TASK DESCRIPTION: In the entries that follow, which lines hold the string "sites"? List them.

MATERIAL SUPPLIED:
Segment Open

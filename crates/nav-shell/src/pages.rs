//! Console presenters and loaders for the demo page hierarchy

use std::sync::Arc;
use std::time::Duration;

use ahash::AHashMap;
use anyhow::anyhow;
use async_trait::async_trait;
use nav_core::navigation::loader_from_fn;
use nav_core::{
    FrameRef, FrameSetPresenter, LoadingPlaceholder, PageId, PageLoader, PageManager,
    PagePresenter, PageRef, Place, PlaceholderRef, RegionId,
};
use parking_lot::Mutex;
use tokio::sync::oneshot;
use tracing::debug;

use crate::settings::ShellSettings;

const FRAMES: &[&str] = &["dashboard", "reports"];
const PAGES: &[&str] = &["sites", "site", "editor", "pivot", "map"];

/// Yes/no question waiting for the next line of input
#[derive(Default)]
pub struct Prompt {
    pending: Mutex<Option<oneshot::Sender<bool>>>,
}

impl Prompt {
    /// Ask `question` and wait for the answer.
    ///
    /// Asking again before an answer arrives withdraws the earlier question,
    /// which then counts as a "no".
    pub async fn ask(&self, question: &str) -> bool {
        let (tx, rx) = oneshot::channel();
        *self.pending.lock() = Some(tx);
        println!("{} [y/n]", question);
        rx.await.unwrap_or(false)
    }

    /// Feed a line of input to the pending question.
    ///
    /// Returns `false` if no question is pending or the line is not an answer.
    pub fn answer(&self, line: &str) -> bool {
        let allowed = match line {
            "y" | "yes" => true,
            "n" | "no" => false,
            _ => return false,
        };
        match self.pending.lock().take() {
            Some(tx) => {
                let _ = tx.send(allowed);
                true
            }
            None => false,
        }
    }
}

/// Frame printing the changes made to its regions
pub struct ConsoleFrame {
    id: PageId,
    regions: Mutex<AHashMap<RegionId, PageRef>>,
}

impl ConsoleFrame {
    pub fn new(id: &str) -> Arc<Self> {
        Arc::new(Self {
            id: PageId::new(id),
            regions: Mutex::new(AHashMap::new()),
        })
    }
}

#[async_trait]
impl PagePresenter for ConsoleFrame {
    fn page_id(&self) -> PageId {
        self.id.clone()
    }

    fn navigate(&self, _place: &Place) -> bool {
        true
    }

    fn shutdown(&self) {
        for (region, page) in self.regions.lock().drain() {
            debug!(frame = %self.id, region = %region, "shutting down child page");
            page.shutdown();
        }
        println!("{}: closed", self.id);
    }

    fn into_frame(self: Arc<Self>) -> Option<FrameRef> {
        Some(self)
    }
}

impl FrameSetPresenter for ConsoleFrame {
    fn active_page(&self, region: &RegionId) -> Option<PageRef> {
        self.regions.lock().get(region).cloned()
    }

    fn set_active_page(&self, region: &RegionId, page: PageRef) {
        println!("{}[{}]: showing {}", self.id, region, page.page_id());
        self.regions.lock().insert(region.clone(), page);
    }

    fn show_loading_placeholder(
        &self,
        region: &RegionId,
        page_id: &PageId,
        place: &Place,
    ) -> PlaceholderRef {
        println!("{}[{}]: loading {} for {}", self.id, region, page_id, place);
        Arc::new(ConsolePlaceholder {
            frame: self.id.clone(),
            region: region.clone(),
            page_id: page_id.clone(),
        })
    }
}

struct ConsolePlaceholder {
    frame: PageId,
    region: RegionId,
    page_id: PageId,
}

impl LoadingPlaceholder for ConsolePlaceholder {
    fn on_connection_problem(&self) {
        println!(
            "{}[{}]: could not load {}, check your connection and request the place again",
            self.frame, self.region, self.page_id
        );
    }
}

/// Content page; guarded pages ask before they can be left
pub struct ConsolePage {
    id: PageId,
    params: String,
    guard: Option<Arc<Prompt>>,
}

#[async_trait]
impl PagePresenter for ConsolePage {
    fn page_id(&self) -> PageId {
        self.id.clone()
    }

    async fn request_to_navigate_away(&self, place: &Place) -> bool {
        match &self.guard {
            Some(prompt) => {
                let question = format!("{} has unsaved changes. Leave for {}?", self.id, place);
                prompt.ask(&question).await
            }
            None => true,
        }
    }

    /// Parameters are baked into the page when it loads, so only an
    /// identical parameter set can be shown without reloading.
    fn navigate(&self, place: &Place) -> bool {
        params_of(place) == self.params
    }

    fn shutdown(&self) {
        println!("{}: closed", self.id);
    }
}

fn params_of(place: &Place) -> String {
    place
        .params()
        .iter()
        .map(|(key, value)| format!("{}={}", key, value))
        .collect::<Vec<_>>()
        .join("&")
}

/// Waits before delegating, to make loading placeholders visible
pub struct DelayedLoader {
    delay: Duration,
    inner: Arc<dyn PageLoader>,
}

#[async_trait]
impl PageLoader for DelayedLoader {
    async fn load(&self, page_id: &PageId, place: &Place) -> anyhow::Result<PageRef> {
        tokio::time::sleep(self.delay).await;
        self.inner.load(page_id, place).await
    }
}

/// Register a loader for every page of the demo hierarchy
pub fn register_loaders(manager: &PageManager, settings: &ShellSettings, prompt: &Arc<Prompt>) {
    let delay = Duration::from_millis(settings.load_delay_ms);
    let delayed = |inner: Arc<dyn PageLoader>| -> Arc<dyn PageLoader> {
        if delay.is_zero() {
            inner
        } else {
            Arc::new(DelayedLoader { delay, inner })
        }
    };

    let frames: Arc<dyn PageLoader> = Arc::new(loader_from_fn(|page_id: &PageId, _place: &Place| {
        let frame: PageRef = ConsoleFrame::new(page_id.as_str());
        Ok(frame)
    }));
    let frames = delayed(frames);
    for id in FRAMES {
        manager.register_page_loader(PageId::new(id), frames.clone());
    }

    let guarded = settings.guarded_pages.clone();
    let prompt = prompt.clone();
    let pages: Arc<dyn PageLoader> = Arc::new(loader_from_fn(move |page_id: &PageId, place: &Place| {
        let guard = guarded
            .iter()
            .any(|p| p == page_id.as_str())
            .then(|| prompt.clone());
        let page: PageRef = Arc::new(ConsolePage {
            id: page_id.clone(),
            params: params_of(place),
            guard,
        });
        Ok(page)
    }));
    let pages = delayed(pages);
    for id in PAGES {
        manager.register_page_loader(PageId::new(id), pages.clone());
    }

    let offline: Arc<dyn PageLoader> = Arc::new(loader_from_fn(|page_id: &PageId, _place: &Place| {
        Err(anyhow!("server unreachable while loading {}", page_id))
    }));
    manager.register_page_loader(PageId::new("offline"), delayed(offline));
}

#[cfg(test)]
mod tests {
    use super::*;

    #[tokio::test]
    async fn test_prompt_answer_resolves_question() {
        let prompt = Arc::new(Prompt::default());
        let asking = prompt.clone();
        let question = tokio::spawn(async move { asking.ask("leave?").await });
        tokio::task::yield_now().await;

        assert!(!prompt.answer("maybe"));
        assert!(prompt.answer("y"));
        assert!(question.await.unwrap());
        assert!(!prompt.answer("n"));
    }

    #[tokio::test]
    async fn test_new_question_withdraws_old_one() {
        let prompt = Arc::new(Prompt::default());
        let first = prompt.clone();
        let first = tokio::spawn(async move { first.ask("leave for a?").await });
        tokio::task::yield_now().await;
        let second = prompt.clone();
        let second = tokio::spawn(async move { second.ask("leave for b?").await });
        tokio::task::yield_now().await;

        assert!(prompt.answer("yes"));
        assert!(!first.await.unwrap());
        assert!(second.await.unwrap());
    }

    #[test]
    fn test_page_reuse_depends_on_params() {
        let page = ConsolePage {
            id: PageId::new("sites"),
            params: "db=1".to_string(),
            guard: None,
        };

        assert!(page.navigate(&"main:sites?db=1".parse().unwrap()));
        assert!(!page.navigate(&"main:sites?db=2".parse().unwrap()));
    }
}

Segment Closed

OUTPUT:
const PAGES: &[&str] = &["sites", "site", "editor", "pivot", "map"];
            id: PageId::new("sites"),
        assert!(page.navigate(&"main:sites?db=1".parse().unwrap()));
        assert!(!page.navigate(&"main:sites?db=2".parse().unwrap()));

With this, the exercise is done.